Shop price inflation slowed more than expected in February, offering households tentative relief from cost-of-living pressures as retailers stepped up discounting and global food prices eased.

New data from the British Retail Consortium (BRC) and NielsenIQ showed shop prices rose 1.1 per cent year-on-year in February, down from 1.5 per cent in January. The deceleration reflects intensified competition across both food and non-food sectors, with retailers cutting prices to stimulate demand amid weak consumer confidence.

The figures come ahead of the spring statement, when the Office for Budget Responsibility is due to update its outlook on growth and public finances.

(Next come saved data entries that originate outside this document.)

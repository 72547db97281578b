//! Learning modules, quizzes and fraud-spotting scenarios.

use axum::{
    Form, Json,
    extract::{Path, State},
};
use chrono::Utc;
use serde::Deserialize;
use std::collections::HashMap;
use std::str::FromStr;
use std::sync::Arc;

use super::current_user;
use crate::adapters::web::AppState;
use crate::adapters::web::auth::AuthSession;
use crate::adapters::web::error::WebError;
use crate::domain::error::PaisaError;
use crate::domain::progress::{
    AnswerOption, FraudOutcome, ModuleCompletion, ModuleDetail, ModuleListing, QuizResult,
    ScenarioDetail, ScenarioListing,
};

#[derive(Debug, Deserialize)]
pub struct FraudForm {
    pub user_response: String,
}

pub fn parse_answers(raw: HashMap<i64, String>) -> Result<HashMap<i64, AnswerOption>, PaisaError> {
    raw.into_iter()
        .map(|(question_id, answer)| Ok((question_id, AnswerOption::from_str(&answer)?)))
        .collect()
}

pub async fn modules(
    State(state): State<Arc<AppState>>,
    auth: AuthSession,
) -> Result<Json<Vec<ModuleListing>>, WebError> {
    let user = current_user(&auth)?;
    Ok(Json(state.store.list_modules(&user)?))
}

pub async fn module(
    State(state): State<Arc<AppState>>,
    auth: AuthSession,
    Path(module_id): Path<i64>,
) -> Result<Json<ModuleDetail>, WebError> {
    let user = current_user(&auth)?;
    Ok(Json(state.store.open_module(&user, module_id)?))
}

pub async fn complete_module(
    State(state): State<Arc<AppState>>,
    auth: AuthSession,
    Path(module_id): Path<i64>,
) -> Result<Json<ModuleCompletion>, WebError> {
    let user = current_user(&auth)?;
    Ok(Json(
        state.store.complete_module(&user, module_id, Utc::now())?,
    ))
}

pub async fn submit_quiz(
    State(state): State<Arc<AppState>>,
    auth: AuthSession,
    Path(module_id): Path<i64>,
    Json(answers): Json<HashMap<i64, String>>,
) -> Result<Json<QuizResult>, WebError> {
    let user = current_user(&auth)?;
    let answers = parse_answers(answers)?;
    Ok(Json(
        state
            .store
            .submit_quiz(&user, module_id, &answers, Utc::now())?,
    ))
}

pub async fn scenarios(
    State(state): State<Arc<AppState>>,
    auth: AuthSession,
) -> Result<Json<Vec<ScenarioListing>>, WebError> {
    let user = current_user(&auth)?;
    Ok(Json(state.store.list_scenarios(&user)?))
}

pub async fn scenario(
    State(state): State<Arc<AppState>>,
    auth: AuthSession,
    Path(scenario_id): Path<i64>,
) -> Result<Json<ScenarioDetail>, WebError> {
    let user = current_user(&auth)?;
    Ok(Json(state.store.open_scenario(&user, scenario_id)?))
}

pub async fn submit_response(
    State(state): State<Arc<AppState>>,
    auth: AuthSession,
    Path(scenario_id): Path<i64>,
    Form(form): Form<FraudForm>,
) -> Result<Json<FraudOutcome>, WebError> {
    let user = current_user(&auth)?;
    Ok(Json(state.store.submit_fraud_response(
        &user,
        scenario_id,
        &form.user_response,
        Utc::now(),
    )?))
}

They add to recent signs that inflationary pressures are moderating, after official data showed UK consumer price inflation fell sharply to 3 per cent in January, moving closer to the Bank of England’s 2 per cent target.

Food prices remain elevated but are increasing at a slower pace. Annual food inflation eased to 3.5 per cent in February from 3.9 per cent the previous month. Fresh food inflation edged lower, while ambient food inflation, covering products such as coffee, pasta, canned goods and other cupboard staples, fell to 2.3 per cent, its lowest level in four years.

The BRC said lower global commodity costs were filtering through supply chains, helping to stabilise grocery prices. However, it emphasised that competitive dynamics were playing a crucial role, particularly in discretionary categories such as fashion, health and beauty.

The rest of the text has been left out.